(Collected data entries)
== Segment start ==

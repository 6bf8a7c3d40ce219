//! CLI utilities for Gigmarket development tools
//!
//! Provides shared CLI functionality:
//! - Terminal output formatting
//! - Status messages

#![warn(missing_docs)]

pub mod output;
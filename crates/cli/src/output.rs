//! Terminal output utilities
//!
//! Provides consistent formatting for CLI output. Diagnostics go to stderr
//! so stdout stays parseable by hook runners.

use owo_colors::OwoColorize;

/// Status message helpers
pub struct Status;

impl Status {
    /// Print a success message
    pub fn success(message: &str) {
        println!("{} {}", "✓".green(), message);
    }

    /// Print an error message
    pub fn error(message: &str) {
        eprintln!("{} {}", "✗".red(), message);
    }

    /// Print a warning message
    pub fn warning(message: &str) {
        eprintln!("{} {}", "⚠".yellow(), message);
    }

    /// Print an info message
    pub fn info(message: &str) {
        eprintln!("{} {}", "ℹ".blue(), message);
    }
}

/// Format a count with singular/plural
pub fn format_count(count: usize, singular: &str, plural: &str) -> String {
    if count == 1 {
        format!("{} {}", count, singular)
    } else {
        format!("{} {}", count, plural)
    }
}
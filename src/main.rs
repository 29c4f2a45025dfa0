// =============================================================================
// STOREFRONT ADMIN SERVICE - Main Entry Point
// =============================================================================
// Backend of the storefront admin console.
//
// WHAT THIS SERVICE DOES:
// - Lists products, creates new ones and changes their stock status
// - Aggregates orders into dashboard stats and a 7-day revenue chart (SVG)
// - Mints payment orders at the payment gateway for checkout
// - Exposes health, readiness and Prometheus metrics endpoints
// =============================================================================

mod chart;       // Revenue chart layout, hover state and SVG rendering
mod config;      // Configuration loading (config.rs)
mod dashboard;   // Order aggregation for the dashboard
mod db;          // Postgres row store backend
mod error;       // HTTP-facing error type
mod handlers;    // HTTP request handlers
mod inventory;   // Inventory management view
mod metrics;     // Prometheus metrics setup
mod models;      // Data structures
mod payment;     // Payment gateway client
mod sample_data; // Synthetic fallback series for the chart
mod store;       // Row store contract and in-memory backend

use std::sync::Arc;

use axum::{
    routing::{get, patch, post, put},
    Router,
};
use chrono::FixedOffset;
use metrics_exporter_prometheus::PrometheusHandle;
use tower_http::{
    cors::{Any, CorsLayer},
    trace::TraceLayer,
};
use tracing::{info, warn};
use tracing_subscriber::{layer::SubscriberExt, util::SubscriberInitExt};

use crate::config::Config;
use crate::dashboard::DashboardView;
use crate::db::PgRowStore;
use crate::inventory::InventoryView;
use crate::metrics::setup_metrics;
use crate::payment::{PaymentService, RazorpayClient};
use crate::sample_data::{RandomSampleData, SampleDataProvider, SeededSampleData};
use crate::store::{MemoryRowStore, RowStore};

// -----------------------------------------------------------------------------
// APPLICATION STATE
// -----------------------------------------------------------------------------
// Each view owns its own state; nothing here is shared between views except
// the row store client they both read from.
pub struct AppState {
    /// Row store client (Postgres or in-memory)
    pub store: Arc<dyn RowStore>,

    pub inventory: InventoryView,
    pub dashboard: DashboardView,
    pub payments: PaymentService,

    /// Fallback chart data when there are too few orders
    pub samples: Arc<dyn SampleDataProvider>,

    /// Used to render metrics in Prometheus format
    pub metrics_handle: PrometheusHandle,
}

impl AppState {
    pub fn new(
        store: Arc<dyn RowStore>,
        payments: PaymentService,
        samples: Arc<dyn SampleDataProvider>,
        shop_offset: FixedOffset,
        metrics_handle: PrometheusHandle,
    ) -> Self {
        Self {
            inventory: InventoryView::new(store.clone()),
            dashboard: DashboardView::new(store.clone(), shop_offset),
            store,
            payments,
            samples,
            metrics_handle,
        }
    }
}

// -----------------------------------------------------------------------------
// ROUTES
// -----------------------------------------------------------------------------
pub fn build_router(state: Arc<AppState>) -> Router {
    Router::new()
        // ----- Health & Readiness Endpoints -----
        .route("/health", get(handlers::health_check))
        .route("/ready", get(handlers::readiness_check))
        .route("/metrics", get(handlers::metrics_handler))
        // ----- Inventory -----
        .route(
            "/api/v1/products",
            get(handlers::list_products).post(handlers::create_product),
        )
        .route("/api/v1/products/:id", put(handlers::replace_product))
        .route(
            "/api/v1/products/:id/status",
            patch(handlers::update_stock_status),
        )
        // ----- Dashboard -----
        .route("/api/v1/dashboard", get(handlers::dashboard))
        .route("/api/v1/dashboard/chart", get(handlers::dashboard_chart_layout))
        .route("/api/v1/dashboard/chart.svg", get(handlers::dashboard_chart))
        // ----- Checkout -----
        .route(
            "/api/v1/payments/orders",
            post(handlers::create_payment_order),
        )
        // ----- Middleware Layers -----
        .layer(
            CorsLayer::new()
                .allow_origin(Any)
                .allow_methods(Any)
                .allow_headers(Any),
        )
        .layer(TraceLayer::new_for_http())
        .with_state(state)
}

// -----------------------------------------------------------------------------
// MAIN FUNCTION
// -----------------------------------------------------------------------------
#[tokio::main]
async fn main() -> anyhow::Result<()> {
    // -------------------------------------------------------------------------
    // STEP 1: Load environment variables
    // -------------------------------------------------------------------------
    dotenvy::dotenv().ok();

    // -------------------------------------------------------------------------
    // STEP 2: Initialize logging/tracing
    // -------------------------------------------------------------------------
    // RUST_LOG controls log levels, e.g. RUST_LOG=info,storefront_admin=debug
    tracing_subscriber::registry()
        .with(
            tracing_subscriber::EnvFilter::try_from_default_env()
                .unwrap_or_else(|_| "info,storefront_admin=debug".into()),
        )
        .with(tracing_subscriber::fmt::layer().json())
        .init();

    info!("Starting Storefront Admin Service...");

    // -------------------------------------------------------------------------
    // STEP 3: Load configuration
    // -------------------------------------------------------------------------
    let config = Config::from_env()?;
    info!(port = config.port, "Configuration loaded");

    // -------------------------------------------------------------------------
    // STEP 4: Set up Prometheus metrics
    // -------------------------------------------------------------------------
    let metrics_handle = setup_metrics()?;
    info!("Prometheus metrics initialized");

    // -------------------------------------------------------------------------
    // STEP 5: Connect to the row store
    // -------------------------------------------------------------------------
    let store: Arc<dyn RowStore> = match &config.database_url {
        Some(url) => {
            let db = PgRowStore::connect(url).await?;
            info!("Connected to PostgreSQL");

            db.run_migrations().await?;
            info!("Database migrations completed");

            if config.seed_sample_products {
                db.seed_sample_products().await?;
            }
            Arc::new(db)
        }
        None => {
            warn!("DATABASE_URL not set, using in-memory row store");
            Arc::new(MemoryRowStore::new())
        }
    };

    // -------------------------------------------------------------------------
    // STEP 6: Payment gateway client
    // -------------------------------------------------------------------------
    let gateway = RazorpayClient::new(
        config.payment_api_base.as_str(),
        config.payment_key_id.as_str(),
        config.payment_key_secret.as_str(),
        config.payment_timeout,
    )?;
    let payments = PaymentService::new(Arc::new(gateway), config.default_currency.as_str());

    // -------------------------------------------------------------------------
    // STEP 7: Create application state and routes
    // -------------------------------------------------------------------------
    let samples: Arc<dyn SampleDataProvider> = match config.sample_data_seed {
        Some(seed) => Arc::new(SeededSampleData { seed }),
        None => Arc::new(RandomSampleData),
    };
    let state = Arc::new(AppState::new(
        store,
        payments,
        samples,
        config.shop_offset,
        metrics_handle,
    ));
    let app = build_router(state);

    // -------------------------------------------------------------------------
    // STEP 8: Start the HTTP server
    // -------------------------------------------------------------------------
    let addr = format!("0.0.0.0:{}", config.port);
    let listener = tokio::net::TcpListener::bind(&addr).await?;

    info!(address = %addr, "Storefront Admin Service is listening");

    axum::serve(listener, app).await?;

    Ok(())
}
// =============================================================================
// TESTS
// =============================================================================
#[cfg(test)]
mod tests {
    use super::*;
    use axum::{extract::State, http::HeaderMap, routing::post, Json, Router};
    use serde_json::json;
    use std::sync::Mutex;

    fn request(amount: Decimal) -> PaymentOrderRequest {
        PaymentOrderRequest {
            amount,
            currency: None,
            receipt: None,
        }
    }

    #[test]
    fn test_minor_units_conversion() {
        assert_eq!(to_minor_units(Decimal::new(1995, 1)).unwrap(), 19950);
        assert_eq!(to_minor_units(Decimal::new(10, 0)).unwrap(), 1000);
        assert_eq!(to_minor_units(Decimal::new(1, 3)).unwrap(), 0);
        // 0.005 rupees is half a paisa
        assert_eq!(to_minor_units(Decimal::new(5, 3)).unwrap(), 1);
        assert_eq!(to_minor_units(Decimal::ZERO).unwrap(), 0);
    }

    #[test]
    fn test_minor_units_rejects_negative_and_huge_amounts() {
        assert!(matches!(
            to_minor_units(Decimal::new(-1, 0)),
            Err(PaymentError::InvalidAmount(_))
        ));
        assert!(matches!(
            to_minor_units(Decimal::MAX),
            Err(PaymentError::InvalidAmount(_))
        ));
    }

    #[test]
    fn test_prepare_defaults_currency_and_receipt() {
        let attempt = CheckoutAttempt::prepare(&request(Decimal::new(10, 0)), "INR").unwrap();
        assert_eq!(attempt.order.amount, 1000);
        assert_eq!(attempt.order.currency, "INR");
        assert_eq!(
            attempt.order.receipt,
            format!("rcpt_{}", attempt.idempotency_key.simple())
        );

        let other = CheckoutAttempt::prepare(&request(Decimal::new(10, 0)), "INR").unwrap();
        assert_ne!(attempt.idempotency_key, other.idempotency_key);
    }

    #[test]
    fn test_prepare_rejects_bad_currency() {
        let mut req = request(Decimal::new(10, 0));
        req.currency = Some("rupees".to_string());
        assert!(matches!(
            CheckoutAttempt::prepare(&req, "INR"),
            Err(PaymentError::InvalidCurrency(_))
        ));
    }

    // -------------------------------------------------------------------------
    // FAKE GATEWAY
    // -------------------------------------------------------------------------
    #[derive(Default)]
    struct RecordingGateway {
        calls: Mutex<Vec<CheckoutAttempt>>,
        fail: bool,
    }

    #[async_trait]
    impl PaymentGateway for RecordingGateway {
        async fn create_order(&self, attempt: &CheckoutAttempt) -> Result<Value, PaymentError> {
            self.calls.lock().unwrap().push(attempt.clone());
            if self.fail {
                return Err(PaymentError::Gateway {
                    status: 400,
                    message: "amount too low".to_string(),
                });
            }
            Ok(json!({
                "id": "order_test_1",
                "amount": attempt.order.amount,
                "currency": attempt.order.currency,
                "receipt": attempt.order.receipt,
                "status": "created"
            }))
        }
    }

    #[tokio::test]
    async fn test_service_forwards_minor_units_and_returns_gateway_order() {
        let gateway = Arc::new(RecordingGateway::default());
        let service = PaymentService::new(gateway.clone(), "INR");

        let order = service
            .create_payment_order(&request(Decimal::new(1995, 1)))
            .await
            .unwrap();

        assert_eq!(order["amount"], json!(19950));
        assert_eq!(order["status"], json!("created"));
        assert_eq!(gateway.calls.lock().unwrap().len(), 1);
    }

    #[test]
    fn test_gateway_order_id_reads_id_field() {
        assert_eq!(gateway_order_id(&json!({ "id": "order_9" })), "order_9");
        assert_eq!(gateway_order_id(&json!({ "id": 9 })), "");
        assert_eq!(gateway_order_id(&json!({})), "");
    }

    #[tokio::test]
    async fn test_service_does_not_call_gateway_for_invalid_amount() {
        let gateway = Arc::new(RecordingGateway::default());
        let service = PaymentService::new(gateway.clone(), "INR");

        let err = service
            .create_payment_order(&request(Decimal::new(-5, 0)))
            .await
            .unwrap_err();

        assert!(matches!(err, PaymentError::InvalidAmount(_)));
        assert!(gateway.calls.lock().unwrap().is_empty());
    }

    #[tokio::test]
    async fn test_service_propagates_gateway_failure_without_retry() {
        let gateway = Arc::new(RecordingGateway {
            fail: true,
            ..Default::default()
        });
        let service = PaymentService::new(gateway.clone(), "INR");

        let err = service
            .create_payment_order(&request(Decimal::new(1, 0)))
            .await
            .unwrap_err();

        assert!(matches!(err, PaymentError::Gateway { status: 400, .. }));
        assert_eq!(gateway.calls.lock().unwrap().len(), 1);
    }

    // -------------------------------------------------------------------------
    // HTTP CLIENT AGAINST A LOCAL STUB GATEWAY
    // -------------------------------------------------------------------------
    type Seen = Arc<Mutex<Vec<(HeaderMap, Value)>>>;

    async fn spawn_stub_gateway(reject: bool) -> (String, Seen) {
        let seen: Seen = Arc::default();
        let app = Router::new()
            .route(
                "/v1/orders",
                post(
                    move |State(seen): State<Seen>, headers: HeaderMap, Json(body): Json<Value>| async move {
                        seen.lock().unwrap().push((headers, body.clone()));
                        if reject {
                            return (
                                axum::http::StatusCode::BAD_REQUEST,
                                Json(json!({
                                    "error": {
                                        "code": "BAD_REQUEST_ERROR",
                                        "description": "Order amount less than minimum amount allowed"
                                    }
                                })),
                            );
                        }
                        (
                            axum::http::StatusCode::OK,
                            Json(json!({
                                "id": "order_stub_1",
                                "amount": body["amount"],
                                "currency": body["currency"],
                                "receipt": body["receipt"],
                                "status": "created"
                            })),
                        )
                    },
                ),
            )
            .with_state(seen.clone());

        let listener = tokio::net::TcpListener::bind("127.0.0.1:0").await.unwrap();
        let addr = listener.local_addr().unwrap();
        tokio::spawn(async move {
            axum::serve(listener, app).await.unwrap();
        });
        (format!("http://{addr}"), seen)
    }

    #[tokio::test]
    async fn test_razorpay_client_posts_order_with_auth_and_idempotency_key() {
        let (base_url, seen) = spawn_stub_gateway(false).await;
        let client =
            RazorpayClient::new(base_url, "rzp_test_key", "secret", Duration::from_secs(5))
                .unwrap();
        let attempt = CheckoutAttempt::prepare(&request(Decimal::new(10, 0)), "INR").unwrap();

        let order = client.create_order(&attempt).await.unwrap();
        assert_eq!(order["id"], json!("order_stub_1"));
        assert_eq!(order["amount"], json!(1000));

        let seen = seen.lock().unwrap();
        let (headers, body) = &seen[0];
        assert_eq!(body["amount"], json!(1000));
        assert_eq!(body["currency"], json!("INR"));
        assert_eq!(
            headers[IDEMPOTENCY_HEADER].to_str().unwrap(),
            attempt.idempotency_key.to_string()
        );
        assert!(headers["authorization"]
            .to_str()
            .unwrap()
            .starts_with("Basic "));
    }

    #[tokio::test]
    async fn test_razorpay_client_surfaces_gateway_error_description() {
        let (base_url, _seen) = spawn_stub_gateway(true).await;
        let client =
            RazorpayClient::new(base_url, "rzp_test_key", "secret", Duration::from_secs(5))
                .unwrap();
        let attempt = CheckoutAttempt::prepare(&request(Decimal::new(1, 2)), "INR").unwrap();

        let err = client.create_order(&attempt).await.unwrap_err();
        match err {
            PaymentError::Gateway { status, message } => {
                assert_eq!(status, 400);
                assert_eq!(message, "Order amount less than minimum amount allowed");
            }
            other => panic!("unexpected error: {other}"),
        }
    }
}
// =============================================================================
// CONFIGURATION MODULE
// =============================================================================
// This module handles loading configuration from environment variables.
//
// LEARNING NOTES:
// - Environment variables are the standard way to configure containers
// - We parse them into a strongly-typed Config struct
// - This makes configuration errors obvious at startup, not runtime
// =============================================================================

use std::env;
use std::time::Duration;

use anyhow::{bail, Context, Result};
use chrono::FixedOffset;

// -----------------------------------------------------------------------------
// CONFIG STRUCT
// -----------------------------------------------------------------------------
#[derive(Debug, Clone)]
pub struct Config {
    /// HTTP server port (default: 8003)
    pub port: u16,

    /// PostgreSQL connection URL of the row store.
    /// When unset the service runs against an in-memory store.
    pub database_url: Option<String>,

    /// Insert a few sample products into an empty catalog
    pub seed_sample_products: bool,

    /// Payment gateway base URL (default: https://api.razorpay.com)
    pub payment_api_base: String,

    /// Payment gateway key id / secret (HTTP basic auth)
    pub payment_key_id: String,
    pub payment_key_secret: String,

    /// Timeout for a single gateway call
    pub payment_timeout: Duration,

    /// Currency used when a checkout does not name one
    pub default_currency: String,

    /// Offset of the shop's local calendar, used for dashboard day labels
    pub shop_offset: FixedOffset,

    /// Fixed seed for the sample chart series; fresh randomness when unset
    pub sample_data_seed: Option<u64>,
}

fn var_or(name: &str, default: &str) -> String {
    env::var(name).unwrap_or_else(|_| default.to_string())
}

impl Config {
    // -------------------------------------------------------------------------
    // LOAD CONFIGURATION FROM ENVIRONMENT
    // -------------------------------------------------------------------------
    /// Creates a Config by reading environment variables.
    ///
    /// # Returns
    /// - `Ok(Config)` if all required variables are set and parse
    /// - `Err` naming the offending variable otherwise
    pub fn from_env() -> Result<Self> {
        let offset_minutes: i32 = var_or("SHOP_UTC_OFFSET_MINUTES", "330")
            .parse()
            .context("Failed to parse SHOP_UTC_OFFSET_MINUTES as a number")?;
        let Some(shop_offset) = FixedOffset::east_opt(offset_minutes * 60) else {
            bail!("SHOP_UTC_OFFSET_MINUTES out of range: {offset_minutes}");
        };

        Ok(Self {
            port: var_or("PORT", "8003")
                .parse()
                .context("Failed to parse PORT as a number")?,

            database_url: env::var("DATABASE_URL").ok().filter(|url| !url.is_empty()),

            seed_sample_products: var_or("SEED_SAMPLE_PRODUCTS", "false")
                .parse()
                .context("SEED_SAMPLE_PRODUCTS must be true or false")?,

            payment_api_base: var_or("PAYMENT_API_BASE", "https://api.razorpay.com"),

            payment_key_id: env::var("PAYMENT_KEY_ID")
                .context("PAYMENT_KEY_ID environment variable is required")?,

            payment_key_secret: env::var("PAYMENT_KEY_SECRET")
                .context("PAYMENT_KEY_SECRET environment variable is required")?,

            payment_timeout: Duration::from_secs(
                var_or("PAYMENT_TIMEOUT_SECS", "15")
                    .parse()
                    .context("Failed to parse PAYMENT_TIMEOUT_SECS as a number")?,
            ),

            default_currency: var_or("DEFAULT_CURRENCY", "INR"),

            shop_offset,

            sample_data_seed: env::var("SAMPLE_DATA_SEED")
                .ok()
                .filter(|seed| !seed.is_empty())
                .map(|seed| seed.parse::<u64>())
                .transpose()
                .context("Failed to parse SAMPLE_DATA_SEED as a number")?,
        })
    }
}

== Segment end ==

_WHAT THE TASK ASKS:_ Repeat exactly, please, each line from the beginning of the data through the line with "Status message helpers" in it, and only those lines.

_RESPONSE TO THE EXERCISE:_
repository 6bf8a7c3d40ce219
//! CLI utilities for Gigmarket development tools
//!
//! Provides shared CLI functionality:
//! - Terminal output formatting
//! - Status messages

#![warn(missing_docs)]

pub mod output;
filename crates/cli/src/output.rs
//! Terminal output utilities
//!
//! Provides consistent formatting for CLI output. Diagnostics go to stderr
//! so stdout stays parseable by hook runners.

use owo_colors::OwoColorize;

/// Status message helpers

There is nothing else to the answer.